Filme do Dia: O Gato (1971), Pierre Granier-Deferre
O Gato (Le Chat, França/Itália, 1971). Direção:
Pierre Granier-Deferre. Rot. Adaptado: Pierre Granier-Deferre & Pascal
Jardin, a partir do romance homônimo de Georges Simenon. Fotografia: Walter
Wottitz. Música: Philippe Sarde. Montagem: Nino Baragli & Jean Ravel. Dir.
de arte: Jacques Saulnier. Figurinos: Jo Ranzatto. Com: Jean Gabin, Simone
Signoret, Annie Cordy, Jacques Rispal, Nicoles Desailly, Harry-Max, André
Rouyer, Carlo Nell.
Casados há
25 anos, Julien (Gabin) e Clémence Bouin (Signoret), mal se falam. Eles vivem
em um velho casarão rodeado por ruínas de um bairro em transformação.
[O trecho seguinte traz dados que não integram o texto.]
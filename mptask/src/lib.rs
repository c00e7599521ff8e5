//! # Task evaluation library
//!
//! This library scores rollouts of a movement primitive against a task
//! objective. A task decomposes an executed or simulated trajectory into
//! weighted cost components whose sum is the scalar objective consumed by an
//! external black-box optimizer.

// ---------------------------------------------------------------------------
// MODULES
// ---------------------------------------------------------------------------

pub mod params;
pub mod rollout;
pub mod task;
pub mod viapoint;

// ---------------------------------------------------------------------------
// RE-EXPORTS
// ---------------------------------------------------------------------------

pub use rollout::Rollout;
pub use task::{Task, TaskError};
pub use viapoint::{TaskViapoint, ViapointTime};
Sua
convivência consiste basicamente em bilhetes jogados um ao outro e enquanto
Julien regularmente visita o bordel comandado por Nelly (Cordy), Clémence,
ex-trapezista de um circo, afoga suas mágoas na bebida. Ela nutre ciúmes pelo
gato que Julien adotara da rua, e por quem direciona todo seu carinho e atenção.
Certo dia Clémence simula que o gato havia rasgado boa parte da coleção de
jornais de Julien. Doutra vez o leva ao mercado e lá o solta. Julien fica
nervoso, mas após alguns momentos de tensão, reencontra o gato na rua. Por fim,
Clémence, embriagada, mata o gato a tiros, quando Julien havia saído mais uma
vez ao bordel. Ele retorna com os ruídos e deixa o corpo do gato na lata de
lixo, abandonando a residência. Após mais de uma semana no bordel de Nelly,
Julien resolve voltar, mas promete nunca mais dirigir a palavra a Clémence.
Essa é fulminada por um ataque cardíaco pouco após e Julien a acode
desesperado. Após sua morte, toma uma overdose de soníferos, é levado ao
hospital, mas não resiste.
Nessa
adaptação de Simenon, para além do tour
de force dos astros veteranos (ambos premiados em Berlim) chama a atenção
talvez a forma algo paternalista que o filme constrói a personagem de Clémence
que ultrapassa a contida na fonte literária da qual o filme bebe e também marca
distinções. Aqui, não se trata de um duplo crime de animais domésticos e some a
“personagem” do papagaio de Clémence e sua morte pelo companheiro, assim como
essa é compreendida com uma aura de carência afetiva e ainda expressa um desejo
por Julien que esse orgulhosamente dispensa e que também se reflete na própria
disparidade de idades dos dois astros, involuntariamente tornando assertivo
esse papel discriminatório também no cinema. E se havia algo de cômico nos
excessos que o livro apresentava, o filme pune visivelmente pelo dramático. E, para além disso, chama atenção igualmente,
ainda que involuntariamente, uma relação interessante entre uma música empática
com uma apresentação do drama de forma bastante distanciada e seca. O papel da
música parece ser o de sublinhar paralelamente os afetos reprimidos e o faz sem
descambar para a pieguice, por mais excessivas que algumas soluções dramáticas
sejam. As ruínas do bairro em que moram
são evidentes alusões à ruina emocional do casal, mas demonstrando também um
mundo a ser apagado sem deixar grandes vestígios – a própria habitação deles
recebeu uma intimação e será demolida em pouco mais de um mês. Soma-se a isso
uma solução final bastante acertada, destacando o hiato enorme entre as vidas
emocionais que acompanhamos e o anonimato impessoal e indiferente com que mais
um corpo é identificado no hospital.
Inicia com a mesma sirene que se observa ao final da ambulância que
levará Julien ao hospital ação que, nos dois momentos, não será observada de
fato. Granier-Daferre voltaria a obra de Simenon em seu O Último Trem, de dois anos após. A primeira troca de palavras
entre o casal se dá aos 16 minutos do filme iniciado. Lira
Filmes/Cinétel/Gafer/Comacico. 83 minutos.